Leipziger Demo-Samstag: „Katz-und-Maus-Spiel“

Leipzigs Oberbürgermeister Burkhard Jung sprach von einem „Katz-und-Maus-Spiel“. Der SPD-Politiker sprach aber von einer ganz anderen Situation als bei der Leipziger „Querdenken“-Demonstration vor zwei Wochen, die aus dem Ruder gelaufen war, und einer gut abgestimmten Strategie zwischen Polizei und Versammlungsbehörde.

Die angemeldete Kundgebung von Kritikern der Corona-Politik wurde am Nachmittag überraschend abgesagt, obwohl schon Hunderte Menschen vor Ort waren. Der Versammlungsleiter der Kundgebung zog seine Anmeldung zurück, nachdem die Versammlungsbehörde nach Polizeiangaben sein „unvollständiges Attest zur Maskenbefreiung“ nicht akzeptiert hatte.

Die Polizei hatte zuvor bereits den Zugang abgeriegelt, weil der Platz mit 500 Personen seine Maximalkapazität erreicht habe. Die Polizei war mit Beamten aus mehreren Bundesländern im Einsatz, sie hatte Wasserwerfer und Räumpanzer in Stellung gebracht. Am Nachmittag kreiste auch ein Polizeihubschrauber über der Stadt.

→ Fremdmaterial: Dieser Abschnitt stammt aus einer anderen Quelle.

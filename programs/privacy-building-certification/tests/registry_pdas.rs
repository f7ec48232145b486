//! Integration Tests for the Privacy Building Certification Program
//!
//! These tests verify the program's addressing and wire encoding:
//! - PDA derivation for the registry and building records
//! - Anchor instruction data encoding for the callable surface

use anchor_lang::prelude::Pubkey;
use anchor_lang::InstructionData;
use privacy_building_certification::{
    instruction, CiphertextHandle, BUILDING_SEED, ID, REGISTRY_SEED,
};

/// Derive the singleton registry PDA
fn get_registry_pda() -> (Pubkey, u8) {
    Pubkey::find_program_address(&[REGISTRY_SEED], &ID)
}

/// Derive a building record PDA from its id
fn get_building_pda(building_id: u64) -> (Pubkey, u8) {
    Pubkey::find_program_address(&[BUILDING_SEED, &building_id.to_le_bytes()], &ID)
}

// =============================================================================
// PDA DERIVATION TESTS
// =============================================================================

#[test]
fn test_registry_pda_deterministic() {
    let (pda1, bump1) = get_registry_pda();
    let (pda2, bump2) = get_registry_pda();

    assert_eq!(pda1, pda2);
    assert_eq!(bump1, bump2);
}

#[test]
fn test_building_pda_deterministic() {
    let (pda1, bump1) = get_building_pda(12345);
    let (pda2, bump2) = get_building_pda(12345);

    assert_eq!(pda1, pda2);
    assert_eq!(bump1, bump2);
}

#[test]
fn test_different_building_ids_different_pdas() {
    let (pda0, _) = get_building_pda(0);
    let (pda1, _) = get_building_pda(1);
    let (pda2, _) = get_building_pda(2);

    assert_ne!(pda0, pda1);
    assert_ne!(pda1, pda2);
    assert_ne!(pda0, pda2);
}

#[test]
fn test_building_pda_distinct_from_registry() {
    let (registry_pda, _) = get_registry_pda();
    let (building_pda, _) = get_building_pda(0);

    assert_ne!(registry_pda, building_pda);
}

// =============================================================================
// INSTRUCTION ENCODING TESTS
// =============================================================================

#[test]
fn test_register_building_encoding_is_deterministic() {
    let build = || instruction::RegisterBuilding {
        building_id: 0,
        street_address: "12 Fjordgata".to_string(),
        square_meters: 420,
        construction_year: 1998,
    };

    assert_eq!(build().data(), build().data());
}

#[test]
fn test_register_building_encoding_varies_with_args() {
    let first = instruction::RegisterBuilding {
        building_id: 0,
        street_address: "12 Fjordgata".to_string(),
        square_meters: 420,
        construction_year: 1998,
    };
    let second = instruction::RegisterBuilding {
        building_id: 1,
        street_address: "12 Fjordgata".to_string(),
        square_meters: 420,
        construction_year: 1998,
    };

    assert_ne!(first.data(), second.data());
}

#[test]
fn test_submit_metrics_encodes_ciphertext_handles() {
    let base = |energy: [u8; 32]| instruction::SubmitMetrics {
        building_id: 0,
        encrypted_energy: CiphertextHandle::new(energy),
        encrypted_efficiency: CiphertextHandle::new([9u8; 32]),
        metrics_nonce: [1u8; 16],
        submitter_pubkey: [2u8; 32],
    };

    // different ciphertexts must produce different wire data
    assert_ne!(base([7u8; 32]).data(), base([8u8; 32]).data());
}

#[test]
fn test_finalize_outcomes_encode_differently() {
    let certified = instruction::FinalizeCertification {
        building_id: 3,
        certified: true,
    };
    let rejected = instruction::FinalizeCertification {
        building_id: 3,
        certified: false,
    };

    assert_ne!(certified.data(), rejected.data());
}

#[test]
fn test_instruction_discriminators_are_distinct() {
    let register = instruction::RegisterBuilding {
        building_id: 0,
        street_address: String::new(),
        square_meters: 0,
        construction_year: 0,
    }
    .data();
    let begin = instruction::BeginReview { building_id: 0 }.data();
    let finalize = instruction::FinalizeCertification {
        building_id: 0,
        certified: true,
    }
    .data();

    // Anchor prefixes each instruction with an 8-byte discriminator
    assert_ne!(register[..8], begin[..8]);
    assert_ne!(begin[..8], finalize[..8]);
    assert_ne!(register[..8], finalize[..8]);
}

Leipzig: Vorläufige Bilanz der Polizei

Bis zum Abend hatte es laut vorläufiger Bilanz der Leipziger Polizei zwei Festnahmen gegeben, 18 Straftaten wurden festgestellt. Dabei ging es um Körperverletzungen und Landfriedensbrüche. Neun Tatverdächtige wurden den Angaben zufolge ermittelt. Die Polizei erteilte 44 Platzverweise und fertigte 113 Anzeigen wegen Verstößen gegen die Sächsische Corona-Schutzverordnung.

Nach einem Angriff auf einen Journalisten erfolgte laut Polizei von Amts wegen eine Anzeige gegen Unbekannt. Eine Beamtin sei leicht verletzt worden, hieß es.

Leipzig: Kritik aus der Politik

Am frühen Abend kam es zu nicht genehmigten Spontanversammlungen. Im Bereich des Marktes und der Großen Fleischergasse sowie der Windmühlenstraße beteiligten sich nach Angaben des Polizeisprechers mehrere Hundert Gegner der Corona-Politik.

In den angrenzenden Straßen versammelten sich laut Polizei Gegendemonstranten. „Unsere Kollegen trennen diese und unterbinden so ein Aufeinandertreffen“, teilte die Polizei per Twitter mit. Dabei setzte die Polizei nach Beobachtung eines dpa-Fotografen auch Pfefferspray ein. Später ließ sie schließlich die eingekesselten Teilnehmer abziehen.

Die Leipziger Linken-Landtagsabgeordnete Juliane Nagel kritisierte, dass die Corona-Maßnahmen-Gegner den unerlaubten Aufzug in der Großen Fleischergasse „freiwillig und ohne Sanktionen“ hätten verlassen können.

Leipzig: Lob von SPD und Grünen

Zwar habe die Polizei die Lage besser im Griff gehabt als noch vor zwei Wochen, dennoch habe sie teilweise überfordert und konzeptlos gewirkt, so Nagel. Die Linke kündigte an, die Innenausschuss-Sitzung im Landtag am nächsten Donnerstag für eine Aufarbeitung des Einsatzes zu nutzen.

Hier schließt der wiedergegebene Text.